> [Activity]: Every line holding the string "requests" is to be copied from the entries below.

Working data Start Marker

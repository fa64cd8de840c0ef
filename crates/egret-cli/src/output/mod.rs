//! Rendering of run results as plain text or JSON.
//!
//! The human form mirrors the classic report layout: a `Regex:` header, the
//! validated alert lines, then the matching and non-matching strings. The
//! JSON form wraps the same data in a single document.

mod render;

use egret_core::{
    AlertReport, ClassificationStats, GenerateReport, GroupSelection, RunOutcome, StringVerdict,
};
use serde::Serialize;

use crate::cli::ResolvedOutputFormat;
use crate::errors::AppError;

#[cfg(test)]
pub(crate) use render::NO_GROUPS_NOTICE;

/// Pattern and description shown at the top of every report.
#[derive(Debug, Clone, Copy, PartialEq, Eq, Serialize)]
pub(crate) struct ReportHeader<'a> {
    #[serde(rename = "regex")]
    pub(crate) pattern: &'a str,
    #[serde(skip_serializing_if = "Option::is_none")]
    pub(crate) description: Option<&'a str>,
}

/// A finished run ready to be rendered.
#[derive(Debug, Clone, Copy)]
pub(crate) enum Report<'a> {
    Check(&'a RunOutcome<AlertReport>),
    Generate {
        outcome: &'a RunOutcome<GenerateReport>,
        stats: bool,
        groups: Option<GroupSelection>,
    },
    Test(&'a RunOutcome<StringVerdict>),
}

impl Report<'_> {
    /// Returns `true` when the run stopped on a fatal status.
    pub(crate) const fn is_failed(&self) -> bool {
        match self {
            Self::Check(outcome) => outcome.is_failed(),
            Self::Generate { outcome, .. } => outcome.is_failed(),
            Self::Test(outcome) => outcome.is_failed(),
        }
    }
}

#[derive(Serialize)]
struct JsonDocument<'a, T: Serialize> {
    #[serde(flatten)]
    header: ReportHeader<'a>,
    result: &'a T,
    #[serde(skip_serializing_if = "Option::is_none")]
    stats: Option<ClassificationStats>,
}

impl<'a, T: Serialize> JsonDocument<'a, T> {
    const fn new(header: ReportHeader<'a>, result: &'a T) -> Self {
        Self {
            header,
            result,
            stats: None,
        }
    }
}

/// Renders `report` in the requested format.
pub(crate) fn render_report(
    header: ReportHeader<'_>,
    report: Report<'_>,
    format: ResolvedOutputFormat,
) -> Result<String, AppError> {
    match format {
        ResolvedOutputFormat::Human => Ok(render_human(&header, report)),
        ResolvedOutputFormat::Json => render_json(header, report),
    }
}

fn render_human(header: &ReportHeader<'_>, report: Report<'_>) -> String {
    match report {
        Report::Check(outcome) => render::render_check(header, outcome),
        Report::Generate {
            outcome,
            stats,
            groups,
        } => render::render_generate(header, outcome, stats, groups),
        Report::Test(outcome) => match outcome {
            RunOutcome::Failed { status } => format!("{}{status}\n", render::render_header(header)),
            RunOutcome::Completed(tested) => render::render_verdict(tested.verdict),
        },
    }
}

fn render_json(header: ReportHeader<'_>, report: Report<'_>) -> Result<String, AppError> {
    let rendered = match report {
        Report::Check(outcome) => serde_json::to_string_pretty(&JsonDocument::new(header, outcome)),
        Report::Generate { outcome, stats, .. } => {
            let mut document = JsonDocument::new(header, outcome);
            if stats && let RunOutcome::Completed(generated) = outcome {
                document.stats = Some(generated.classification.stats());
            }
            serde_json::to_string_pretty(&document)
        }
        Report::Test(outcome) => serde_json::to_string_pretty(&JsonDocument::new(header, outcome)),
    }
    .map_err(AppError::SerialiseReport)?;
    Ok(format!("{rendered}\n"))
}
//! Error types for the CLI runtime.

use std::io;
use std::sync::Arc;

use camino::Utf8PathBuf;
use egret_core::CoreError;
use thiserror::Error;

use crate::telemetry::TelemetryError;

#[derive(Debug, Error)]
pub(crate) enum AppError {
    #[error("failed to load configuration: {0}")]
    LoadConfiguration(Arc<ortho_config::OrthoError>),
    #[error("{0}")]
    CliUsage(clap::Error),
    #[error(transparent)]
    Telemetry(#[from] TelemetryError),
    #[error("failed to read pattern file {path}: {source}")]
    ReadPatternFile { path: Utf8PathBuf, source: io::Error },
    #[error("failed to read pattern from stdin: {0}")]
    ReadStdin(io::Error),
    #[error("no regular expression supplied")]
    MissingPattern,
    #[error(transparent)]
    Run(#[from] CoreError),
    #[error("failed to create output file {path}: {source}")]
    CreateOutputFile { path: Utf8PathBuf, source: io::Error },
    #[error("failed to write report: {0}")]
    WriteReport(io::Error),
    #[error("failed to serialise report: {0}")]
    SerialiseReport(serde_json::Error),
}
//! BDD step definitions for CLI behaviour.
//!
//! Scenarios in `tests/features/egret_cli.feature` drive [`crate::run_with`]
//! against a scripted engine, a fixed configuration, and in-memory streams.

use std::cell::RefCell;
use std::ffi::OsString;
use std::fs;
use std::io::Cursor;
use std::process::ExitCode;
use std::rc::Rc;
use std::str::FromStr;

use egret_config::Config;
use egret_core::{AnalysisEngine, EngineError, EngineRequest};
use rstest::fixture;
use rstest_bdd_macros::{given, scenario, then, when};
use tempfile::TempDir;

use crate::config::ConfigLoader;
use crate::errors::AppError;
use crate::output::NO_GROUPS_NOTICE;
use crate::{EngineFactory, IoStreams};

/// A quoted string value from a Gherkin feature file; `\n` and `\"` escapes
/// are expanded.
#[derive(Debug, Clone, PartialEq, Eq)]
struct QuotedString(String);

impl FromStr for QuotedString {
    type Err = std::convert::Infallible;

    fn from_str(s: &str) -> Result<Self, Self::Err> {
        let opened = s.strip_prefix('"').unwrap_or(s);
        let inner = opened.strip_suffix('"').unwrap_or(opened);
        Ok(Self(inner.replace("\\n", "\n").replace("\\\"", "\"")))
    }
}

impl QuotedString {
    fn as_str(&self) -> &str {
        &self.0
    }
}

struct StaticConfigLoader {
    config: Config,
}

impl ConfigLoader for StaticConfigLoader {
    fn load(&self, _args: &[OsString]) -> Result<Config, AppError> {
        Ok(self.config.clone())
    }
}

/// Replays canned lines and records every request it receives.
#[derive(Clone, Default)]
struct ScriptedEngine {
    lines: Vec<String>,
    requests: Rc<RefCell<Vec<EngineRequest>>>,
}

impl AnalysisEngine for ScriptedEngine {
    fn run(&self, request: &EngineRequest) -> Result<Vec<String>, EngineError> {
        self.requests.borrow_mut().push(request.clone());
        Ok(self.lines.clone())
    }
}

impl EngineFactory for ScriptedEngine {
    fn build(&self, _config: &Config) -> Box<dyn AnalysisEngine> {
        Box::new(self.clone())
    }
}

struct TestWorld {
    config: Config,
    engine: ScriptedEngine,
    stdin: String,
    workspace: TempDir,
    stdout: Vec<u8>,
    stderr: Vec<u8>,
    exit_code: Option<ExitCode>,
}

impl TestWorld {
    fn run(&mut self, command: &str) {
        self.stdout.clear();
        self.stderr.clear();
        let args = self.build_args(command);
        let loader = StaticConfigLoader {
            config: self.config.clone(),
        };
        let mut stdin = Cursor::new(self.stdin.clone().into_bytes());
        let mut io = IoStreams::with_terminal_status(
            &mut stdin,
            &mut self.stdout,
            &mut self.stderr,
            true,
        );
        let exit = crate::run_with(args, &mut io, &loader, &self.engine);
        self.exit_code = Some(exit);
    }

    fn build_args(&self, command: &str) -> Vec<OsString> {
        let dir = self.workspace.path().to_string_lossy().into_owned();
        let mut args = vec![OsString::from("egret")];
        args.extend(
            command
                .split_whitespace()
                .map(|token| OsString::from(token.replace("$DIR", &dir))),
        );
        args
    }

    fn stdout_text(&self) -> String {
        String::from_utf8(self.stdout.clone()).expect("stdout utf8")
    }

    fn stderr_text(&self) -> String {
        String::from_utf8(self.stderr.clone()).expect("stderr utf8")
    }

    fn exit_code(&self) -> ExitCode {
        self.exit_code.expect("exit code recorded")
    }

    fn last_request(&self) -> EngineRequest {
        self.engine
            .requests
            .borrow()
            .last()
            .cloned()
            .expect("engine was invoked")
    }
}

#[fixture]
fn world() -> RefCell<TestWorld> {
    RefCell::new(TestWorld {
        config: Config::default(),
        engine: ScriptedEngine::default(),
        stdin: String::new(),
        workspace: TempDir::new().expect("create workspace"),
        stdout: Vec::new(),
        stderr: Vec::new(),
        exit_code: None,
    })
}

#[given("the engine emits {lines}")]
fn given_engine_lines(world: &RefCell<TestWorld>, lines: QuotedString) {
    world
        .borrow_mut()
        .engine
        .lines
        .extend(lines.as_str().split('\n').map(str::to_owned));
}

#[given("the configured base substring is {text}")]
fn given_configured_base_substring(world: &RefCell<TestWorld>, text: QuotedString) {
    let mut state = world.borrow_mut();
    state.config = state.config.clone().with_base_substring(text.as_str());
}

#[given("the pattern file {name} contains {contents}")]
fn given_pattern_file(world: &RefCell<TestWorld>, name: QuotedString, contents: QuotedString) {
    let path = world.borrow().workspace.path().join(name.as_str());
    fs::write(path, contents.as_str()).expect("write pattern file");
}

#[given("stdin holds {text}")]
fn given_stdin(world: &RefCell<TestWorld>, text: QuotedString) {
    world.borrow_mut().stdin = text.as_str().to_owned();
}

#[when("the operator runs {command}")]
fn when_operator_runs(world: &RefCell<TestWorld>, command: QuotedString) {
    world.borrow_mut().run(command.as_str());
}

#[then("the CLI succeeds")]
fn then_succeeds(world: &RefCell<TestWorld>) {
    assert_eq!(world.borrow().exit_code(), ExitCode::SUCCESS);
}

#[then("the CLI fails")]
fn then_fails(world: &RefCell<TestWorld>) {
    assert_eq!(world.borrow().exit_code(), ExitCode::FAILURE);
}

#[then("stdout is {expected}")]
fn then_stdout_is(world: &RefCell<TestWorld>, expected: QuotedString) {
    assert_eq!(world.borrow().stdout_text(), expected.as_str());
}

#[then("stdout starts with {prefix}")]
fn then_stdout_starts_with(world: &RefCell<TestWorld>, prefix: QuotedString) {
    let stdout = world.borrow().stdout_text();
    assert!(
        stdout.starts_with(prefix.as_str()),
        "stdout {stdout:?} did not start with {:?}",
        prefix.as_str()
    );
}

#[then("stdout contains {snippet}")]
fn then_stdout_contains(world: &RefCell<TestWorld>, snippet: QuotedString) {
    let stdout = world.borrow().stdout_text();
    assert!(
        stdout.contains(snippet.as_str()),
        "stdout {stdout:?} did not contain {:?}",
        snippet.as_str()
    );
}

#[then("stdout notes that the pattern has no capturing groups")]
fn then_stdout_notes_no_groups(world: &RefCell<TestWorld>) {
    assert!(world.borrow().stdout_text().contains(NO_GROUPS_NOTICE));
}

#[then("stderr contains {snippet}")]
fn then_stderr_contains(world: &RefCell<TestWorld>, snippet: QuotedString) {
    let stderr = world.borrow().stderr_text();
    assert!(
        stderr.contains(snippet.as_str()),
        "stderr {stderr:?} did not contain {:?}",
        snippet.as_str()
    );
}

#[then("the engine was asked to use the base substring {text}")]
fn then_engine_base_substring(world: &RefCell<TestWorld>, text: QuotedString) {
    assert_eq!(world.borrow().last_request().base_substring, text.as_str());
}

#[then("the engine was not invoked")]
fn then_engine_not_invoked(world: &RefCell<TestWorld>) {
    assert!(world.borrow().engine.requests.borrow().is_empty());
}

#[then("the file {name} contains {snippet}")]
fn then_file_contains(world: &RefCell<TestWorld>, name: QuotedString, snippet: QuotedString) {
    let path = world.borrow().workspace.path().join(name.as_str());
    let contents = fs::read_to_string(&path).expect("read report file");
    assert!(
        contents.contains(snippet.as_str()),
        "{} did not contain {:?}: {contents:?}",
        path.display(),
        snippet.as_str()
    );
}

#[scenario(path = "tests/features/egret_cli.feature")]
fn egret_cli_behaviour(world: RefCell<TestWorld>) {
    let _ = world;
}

Working data End Marker

> [Reply to the task]:
    requests: Rc<RefCell<Vec<EngineRequest>>>,
        self.requests.borrow_mut().push(request.clone());
            .requests
    assert!(world.borrow().engine.requests.borrow().is_empty());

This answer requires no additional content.